• _WORK ITEM_
In the records below, find the line with "dispatch on the" and the line with "#[serde(flatten)]". Print both exactly, along with every line between them, and no other line.

• _EXERCISE DATA_
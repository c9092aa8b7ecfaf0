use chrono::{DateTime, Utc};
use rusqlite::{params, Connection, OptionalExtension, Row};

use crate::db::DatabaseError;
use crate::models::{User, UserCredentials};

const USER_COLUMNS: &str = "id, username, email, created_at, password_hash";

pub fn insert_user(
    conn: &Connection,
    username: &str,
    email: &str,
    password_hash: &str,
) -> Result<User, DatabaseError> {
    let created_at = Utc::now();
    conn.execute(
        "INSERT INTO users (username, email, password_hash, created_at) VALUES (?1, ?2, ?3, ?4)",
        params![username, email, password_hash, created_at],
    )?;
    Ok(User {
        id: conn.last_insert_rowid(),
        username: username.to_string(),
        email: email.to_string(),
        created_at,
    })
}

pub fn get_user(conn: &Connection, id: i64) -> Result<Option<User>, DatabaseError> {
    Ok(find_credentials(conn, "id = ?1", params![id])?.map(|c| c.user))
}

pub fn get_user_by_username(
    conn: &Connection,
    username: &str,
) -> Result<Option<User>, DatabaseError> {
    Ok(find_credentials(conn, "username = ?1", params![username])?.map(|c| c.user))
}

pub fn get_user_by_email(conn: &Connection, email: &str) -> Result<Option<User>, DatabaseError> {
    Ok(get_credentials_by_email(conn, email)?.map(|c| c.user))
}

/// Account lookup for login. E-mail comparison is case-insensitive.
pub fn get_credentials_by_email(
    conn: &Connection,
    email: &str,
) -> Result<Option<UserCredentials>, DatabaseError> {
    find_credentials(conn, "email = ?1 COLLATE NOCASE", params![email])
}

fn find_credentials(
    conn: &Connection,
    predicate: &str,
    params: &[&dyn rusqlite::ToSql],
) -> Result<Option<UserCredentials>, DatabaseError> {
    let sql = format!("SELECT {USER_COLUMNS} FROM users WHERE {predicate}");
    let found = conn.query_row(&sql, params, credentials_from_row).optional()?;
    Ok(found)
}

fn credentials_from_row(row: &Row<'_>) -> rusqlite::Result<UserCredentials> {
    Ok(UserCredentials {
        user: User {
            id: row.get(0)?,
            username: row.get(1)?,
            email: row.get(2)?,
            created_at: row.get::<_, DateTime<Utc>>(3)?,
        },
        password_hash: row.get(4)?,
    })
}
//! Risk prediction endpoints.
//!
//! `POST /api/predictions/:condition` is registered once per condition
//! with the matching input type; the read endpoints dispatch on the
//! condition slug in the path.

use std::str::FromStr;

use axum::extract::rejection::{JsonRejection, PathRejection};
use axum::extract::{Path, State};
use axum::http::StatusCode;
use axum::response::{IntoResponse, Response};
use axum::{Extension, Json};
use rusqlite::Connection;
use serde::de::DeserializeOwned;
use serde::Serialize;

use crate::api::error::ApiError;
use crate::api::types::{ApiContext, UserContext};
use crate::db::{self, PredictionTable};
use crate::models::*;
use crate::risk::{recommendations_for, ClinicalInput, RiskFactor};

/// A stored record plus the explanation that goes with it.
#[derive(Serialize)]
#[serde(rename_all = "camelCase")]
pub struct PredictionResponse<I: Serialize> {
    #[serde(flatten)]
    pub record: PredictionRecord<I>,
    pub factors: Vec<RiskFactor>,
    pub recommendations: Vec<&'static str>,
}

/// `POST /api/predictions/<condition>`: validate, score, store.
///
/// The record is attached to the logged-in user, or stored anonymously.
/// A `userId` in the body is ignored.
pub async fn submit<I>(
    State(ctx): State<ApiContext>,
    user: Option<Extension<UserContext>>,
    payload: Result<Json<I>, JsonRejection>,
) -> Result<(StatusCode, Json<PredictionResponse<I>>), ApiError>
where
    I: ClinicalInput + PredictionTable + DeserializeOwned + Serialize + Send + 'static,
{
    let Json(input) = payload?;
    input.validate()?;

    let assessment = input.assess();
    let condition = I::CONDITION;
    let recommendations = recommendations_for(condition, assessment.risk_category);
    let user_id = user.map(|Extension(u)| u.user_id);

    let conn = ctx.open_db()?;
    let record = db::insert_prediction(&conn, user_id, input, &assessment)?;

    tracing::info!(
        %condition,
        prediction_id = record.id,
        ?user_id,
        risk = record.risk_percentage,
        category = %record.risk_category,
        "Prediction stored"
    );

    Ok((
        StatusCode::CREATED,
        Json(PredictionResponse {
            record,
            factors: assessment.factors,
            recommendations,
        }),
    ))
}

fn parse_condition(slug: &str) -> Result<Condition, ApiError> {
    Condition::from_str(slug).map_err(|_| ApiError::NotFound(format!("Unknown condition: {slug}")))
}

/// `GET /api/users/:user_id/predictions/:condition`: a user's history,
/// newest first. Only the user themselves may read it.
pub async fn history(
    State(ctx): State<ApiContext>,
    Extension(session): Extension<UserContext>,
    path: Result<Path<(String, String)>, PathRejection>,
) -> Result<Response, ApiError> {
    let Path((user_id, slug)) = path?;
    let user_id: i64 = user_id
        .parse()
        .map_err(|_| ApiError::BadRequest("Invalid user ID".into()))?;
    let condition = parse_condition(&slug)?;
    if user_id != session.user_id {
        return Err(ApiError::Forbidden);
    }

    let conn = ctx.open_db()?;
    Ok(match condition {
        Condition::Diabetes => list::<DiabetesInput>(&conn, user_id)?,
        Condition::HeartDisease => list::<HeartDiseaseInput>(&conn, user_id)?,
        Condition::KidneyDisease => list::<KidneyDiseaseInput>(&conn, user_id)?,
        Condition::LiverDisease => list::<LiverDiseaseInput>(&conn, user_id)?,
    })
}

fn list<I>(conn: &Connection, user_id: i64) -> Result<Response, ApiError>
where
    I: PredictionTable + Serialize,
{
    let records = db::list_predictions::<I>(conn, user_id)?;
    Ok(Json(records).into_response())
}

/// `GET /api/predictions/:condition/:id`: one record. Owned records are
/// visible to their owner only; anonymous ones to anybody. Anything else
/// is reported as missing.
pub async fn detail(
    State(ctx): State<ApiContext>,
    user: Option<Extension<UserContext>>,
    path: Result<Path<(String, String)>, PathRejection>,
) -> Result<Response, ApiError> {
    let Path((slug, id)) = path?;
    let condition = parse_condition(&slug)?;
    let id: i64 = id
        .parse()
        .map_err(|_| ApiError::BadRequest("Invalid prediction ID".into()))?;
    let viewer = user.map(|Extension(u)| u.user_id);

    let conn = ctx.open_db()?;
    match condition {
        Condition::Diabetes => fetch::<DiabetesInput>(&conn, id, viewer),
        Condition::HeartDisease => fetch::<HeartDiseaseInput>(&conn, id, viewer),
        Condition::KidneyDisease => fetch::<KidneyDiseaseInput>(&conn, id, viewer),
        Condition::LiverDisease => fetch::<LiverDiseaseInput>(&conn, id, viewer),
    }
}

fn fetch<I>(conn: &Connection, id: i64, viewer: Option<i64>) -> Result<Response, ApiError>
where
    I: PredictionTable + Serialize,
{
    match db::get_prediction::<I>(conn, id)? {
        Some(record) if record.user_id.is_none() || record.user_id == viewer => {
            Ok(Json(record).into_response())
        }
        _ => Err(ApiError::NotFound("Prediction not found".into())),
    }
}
* * *
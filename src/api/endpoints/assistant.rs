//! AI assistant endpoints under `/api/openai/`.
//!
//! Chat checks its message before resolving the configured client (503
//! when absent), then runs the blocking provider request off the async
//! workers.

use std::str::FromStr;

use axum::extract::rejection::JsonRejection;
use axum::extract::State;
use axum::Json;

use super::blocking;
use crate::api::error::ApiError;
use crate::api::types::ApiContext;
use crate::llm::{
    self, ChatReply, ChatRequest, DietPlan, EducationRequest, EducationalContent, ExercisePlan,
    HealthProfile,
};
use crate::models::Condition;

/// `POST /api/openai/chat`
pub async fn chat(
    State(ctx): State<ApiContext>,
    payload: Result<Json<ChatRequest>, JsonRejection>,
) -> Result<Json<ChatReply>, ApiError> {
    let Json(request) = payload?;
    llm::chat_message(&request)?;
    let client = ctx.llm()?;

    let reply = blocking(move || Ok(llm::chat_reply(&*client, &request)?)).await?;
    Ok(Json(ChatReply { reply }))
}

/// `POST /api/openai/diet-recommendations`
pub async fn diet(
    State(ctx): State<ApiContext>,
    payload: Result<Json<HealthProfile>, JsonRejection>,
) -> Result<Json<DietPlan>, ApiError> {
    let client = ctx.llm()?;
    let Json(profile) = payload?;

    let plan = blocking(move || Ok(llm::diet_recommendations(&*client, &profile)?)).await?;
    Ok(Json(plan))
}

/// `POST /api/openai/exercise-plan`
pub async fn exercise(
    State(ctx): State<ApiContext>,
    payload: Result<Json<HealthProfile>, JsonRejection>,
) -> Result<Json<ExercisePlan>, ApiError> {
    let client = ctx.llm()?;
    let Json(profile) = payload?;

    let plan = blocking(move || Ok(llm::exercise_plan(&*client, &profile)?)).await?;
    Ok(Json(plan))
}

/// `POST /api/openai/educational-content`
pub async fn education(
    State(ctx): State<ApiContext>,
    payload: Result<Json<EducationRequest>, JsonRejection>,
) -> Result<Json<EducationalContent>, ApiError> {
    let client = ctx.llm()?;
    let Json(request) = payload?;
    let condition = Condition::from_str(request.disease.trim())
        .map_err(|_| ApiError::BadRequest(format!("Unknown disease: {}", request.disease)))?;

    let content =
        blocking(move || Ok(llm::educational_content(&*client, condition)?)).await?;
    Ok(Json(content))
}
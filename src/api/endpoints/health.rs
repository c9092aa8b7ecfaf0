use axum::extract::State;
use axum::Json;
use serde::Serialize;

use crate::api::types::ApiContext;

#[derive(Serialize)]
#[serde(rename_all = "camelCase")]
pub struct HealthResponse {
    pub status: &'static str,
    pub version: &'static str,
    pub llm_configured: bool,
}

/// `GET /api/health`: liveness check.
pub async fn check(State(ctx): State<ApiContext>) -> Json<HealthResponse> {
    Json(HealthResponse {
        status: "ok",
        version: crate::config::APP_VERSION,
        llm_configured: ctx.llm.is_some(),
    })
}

• _RESPONSE AREA_
//! with the matching input type; the read endpoints dispatch on the
//! condition slug in the path.

use std::str::FromStr;

use axum::extract::rejection::{JsonRejection, PathRejection};
use axum::extract::{Path, State};
use axum::http::StatusCode;
use axum::response::{IntoResponse, Response};
use axum::{Extension, Json};
use rusqlite::Connection;
use serde::de::DeserializeOwned;
use serde::Serialize;

use crate::api::error::ApiError;
use crate::api::types::{ApiContext, UserContext};
use crate::db::{self, PredictionTable};
use crate::models::*;
use crate::risk::{recommendations_for, ClinicalInput, RiskFactor};

/// A stored record plus the explanation that goes with it.
#[derive(Serialize)]
#[serde(rename_all = "camelCase")]
pub struct PredictionResponse<I: Serialize> {
    #[serde(flatten)]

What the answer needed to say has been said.